To get everyone on board with the agile approach to data mastering, you need to clearly define roles and what’s expected from everyone on the team. Everyone needs to understand what their responsible for delivering so that they’re held accountable. The below organizational chart gives you an idea of what your team should look like:
To accomplish the above often means a reorganization of the data team for many businesses, and that’s a good thing. It also means hiring dedicated talent for some new roles that may have been previously shared by a number of people (e.g. data engineers, data curators).
Pillar 3: Agile Toolset
The last (but potentially most important) part of transforming into a DataOps team is arming your people with the tools they need to be successful. You can embrace new ways of thinking and build a great team of data engineers, but if your infrastructure wasn’t built to support rapid, iterative workflow, and if it isn’t interoperable with emerging technologies which contribute best of breed solutions to each part of that data supply chain, you’re going to be grinding gears.

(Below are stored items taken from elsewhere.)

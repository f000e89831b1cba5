// mod.rs — Shared CLI context: opened stores and actor resolution.

pub mod audit;
pub mod laudo;
pub mod privilege;
pub mod review;
pub mod user;

use std::path::Path;

use anyhow::{bail, Context as _};

use lf_audit::AuditLog;
use lf_engine::{ApprovalCoordinator, EngineError, LaudoStore, LogSink, UserDirectory};
use lf_laudo::Actor;
use lf_policy::PrivilegeRegistry;

use crate::config::{CliConfig, DataPaths};

/// Everything a command needs: resolved paths plus the loaded config.
pub struct Context {
    pub paths: DataPaths,
    pub config: CliConfig,
}

impl Context {
    pub fn open(data_dir: &Path) -> anyhow::Result<Self> {
        let config = CliConfig::load_or_default(data_dir)?;
        Ok(Self {
            paths: DataPaths::for_data_dir(data_dir),
            config,
        })
    }

    pub fn coordinator(&self) -> anyhow::Result<ApprovalCoordinator> {
        let store = LaudoStore::new(&self.paths.laudos_dir)?;
        let audit = AuditLog::open(&self.paths.audit_path)?;
        let mut coordinator = ApprovalCoordinator::new(store, audit);
        if self.config.notifications.events_log {
            coordinator.add_sink(Box::new(LogSink::new(&self.paths.events_path)));
        }
        Ok(coordinator)
    }

    pub fn store(&self) -> anyhow::Result<LaudoStore> {
        Ok(LaudoStore::new(&self.paths.laudos_dir)?)
    }

    pub fn users(&self) -> anyhow::Result<UserDirectory> {
        Ok(UserDirectory::open(&self.paths.users_path)?)
    }

    pub fn privileges(&self) -> anyhow::Result<PrivilegeRegistry> {
        Ok(PrivilegeRegistry::open(&self.paths.privileges_path)?)
    }

    /// Resolve `--as <username>` into an actor carrying the user's active
    /// privileges at this moment.
    pub fn resolve_actor(&self, username: &str) -> anyhow::Result<Actor> {
        let users = self.users()?;
        let user = match users.find_by_username(username) {
            Some(u) => u.clone(),
            None => bail!("unknown user: {} (register with `lf user add`)", username),
        };
        let privileges = self.privileges()?.active_privileges(user.id);
        Ok(user.as_actor(privileges))
    }
}

/// Surface an engine refusal as `<kind>: <message>`, the same shape the
/// HTTP layer would return.
pub fn engine_failure(err: EngineError) -> anyhow::Error {
    anyhow::anyhow!("{}: {}", err.kind(), err)
}

/// Parse a laudo id argument.
pub fn parse_laudo_id(id: &str) -> anyhow::Result<uuid::Uuid> {
    uuid::Uuid::parse_str(id).with_context(|| format!("invalid laudo id: {}", id))
}
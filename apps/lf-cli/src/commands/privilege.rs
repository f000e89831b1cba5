// privilege.rs — Privilege administration: grant, revoke, list.

use anyhow::bail;
use clap::Subcommand;

use lf_laudo::{Actor, Privilege, Role};

use super::Context;

#[derive(Subcommand)]
pub enum PrivilegeCommands {
    /// Grant `finalize_laudos` to a technician.
    Grant {
        /// Username of the technician.
        username: String,
    },
    /// Revoke `finalize_laudos` from a user.
    Revoke {
        /// Username.
        username: String,
    },
    /// List all grant records, including revoked ones.
    List,
}

pub fn execute(cmd: &PrivilegeCommands, ctx: &Context, actor: &Actor) -> anyhow::Result<()> {
    // Only admins administer privileges.
    if actor.role != Role::Admin {
        bail!("unauthorized: only admins can manage privileges");
    }

    match cmd {
        PrivilegeCommands::Grant { username } => grant(ctx, actor, username),
        PrivilegeCommands::Revoke { username } => revoke(ctx, username),
        PrivilegeCommands::List => list(ctx),
    }
}

fn grant(ctx: &Context, actor: &Actor, username: &str) -> anyhow::Result<()> {
    let users = ctx.users()?;
    let user = match users.find_by_username(username) {
        Some(u) => u.clone(),
        None => bail!("unknown user: {}", username),
    };

    let mut registry = ctx.privileges()?;
    let granted = registry.grant(user.id, user.role, Privilege::FinalizeLaudos, actor.id)?;
    if granted {
        println!("Granted finalize_laudos to {}.", username);
    } else {
        println!("{} already holds finalize_laudos; nothing to do.", username);
    }
    Ok(())
}

fn revoke(ctx: &Context, username: &str) -> anyhow::Result<()> {
    let users = ctx.users()?;
    let user = match users.find_by_username(username) {
        Some(u) => u.clone(),
        None => bail!("unknown user: {}", username),
    };

    let mut registry = ctx.privileges()?;
    let revoked = registry.revoke(user.id, Privilege::FinalizeLaudos)?;
    if revoked {
        println!("Revoked finalize_laudos from {}.", username);
    } else {
        println!("{} holds no active finalize_laudos grant.", username);
    }
    Ok(())
}

fn list(ctx: &Context) -> anyhow::Result<()> {
    let registry = ctx.privileges()?;
    let users = ctx.users()?;
    let grants = registry.all();

    if grants.is_empty() {
        println!("No privilege grants recorded.");
        return Ok(());
    }

    println!("{:<16} {:<18} {:<8} {:<26}", "USER", "PRIVILEGE", "ACTIVE", "GRANTED");
    println!("{}", "-".repeat(70));
    for g in grants {
        let username = users
            .get(g.user_id)
            .map(|u| u.username.clone())
            .unwrap_or_else(|| g.user_id.to_string());
        println!(
            "{:<16} {:<18} {:<8} {:<26}",
            username,
            g.privilege.to_string(),
            if g.is_active { "yes" } else { "no" },
            g.granted_at.to_rfc3339(),
        );
    }
    Ok(())
}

Perhaps one of the most common and troubling challenges businesses face when tackling their data problem is being stuck using a traditional end-to-end platform which provides suboptimal functionality at each stage in the data pipeline, but which is deemed too expensive or complex to replace.
Don’t let this hinder your ability to take charge of your data. The money you will save long term by being able to master your data will far surpass any upfront cost to set your team up for success. The best of breed tools in the data world are designed to be interoperable. You can (and should) mix and match vendors based on your unique business needs.

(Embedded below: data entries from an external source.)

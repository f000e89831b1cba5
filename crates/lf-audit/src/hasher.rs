// hasher.rs — SHA-256 hashing for the audit chain.
//
// All hashes are SHA-256, hex-encoded as 64 lowercase characters for
// readability and JSON compatibility.

use sha2::{Digest, Sha256};

/// Hash arbitrary bytes, returning a lowercase hex-encoded SHA-256 string.
pub fn hash_bytes(data: &[u8]) -> String {
    let mut hasher = Sha256::new();
    hasher.update(data);
    format!("{:x}", hasher.finalize())
}

/// Hash a UTF-8 string.
pub fn hash_str(s: &str) -> String {
    hash_bytes(s.as_bytes())
}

The great thing about well-designed tools is that it allows for easy integration across all of your platforms so that you can unify and master your data through Machine Learning. You need the right tool in your DataOps toolbox, and one tool will not suffice.
Make sure that whichever tools you use allows for automation (another page we’re stealing from the DevOps book of automated testing). The Machine Learning and algorithmic approaches automation uses take away much of the low hanging manual labor bogging down your team and helps streamline the entire process to be more efficient. The best tools offload lower-value work of Data Modeling and wrangling to algorithms and free up your people to do what you hired them to do – build great analytical and operational apps with your data.
GDPR revealed that many companies face a data integrity crisis, and it’s only getting worse. The amount of data collected by businesses is unfathomable, and having outdated processes in place leaves you susceptible to problems far worse than inefficiencies. Inaccurate and unaccounted for data can lead to misleading information or even data security issues.
It’s not too late to take control of your data with an agile approach. The mindset, skillset, and toolset pillars we of DataOps discussed above is how all successful future data teams will run. With DataOps, the very notion of, “I didn’t have access to the data” will no longer exist.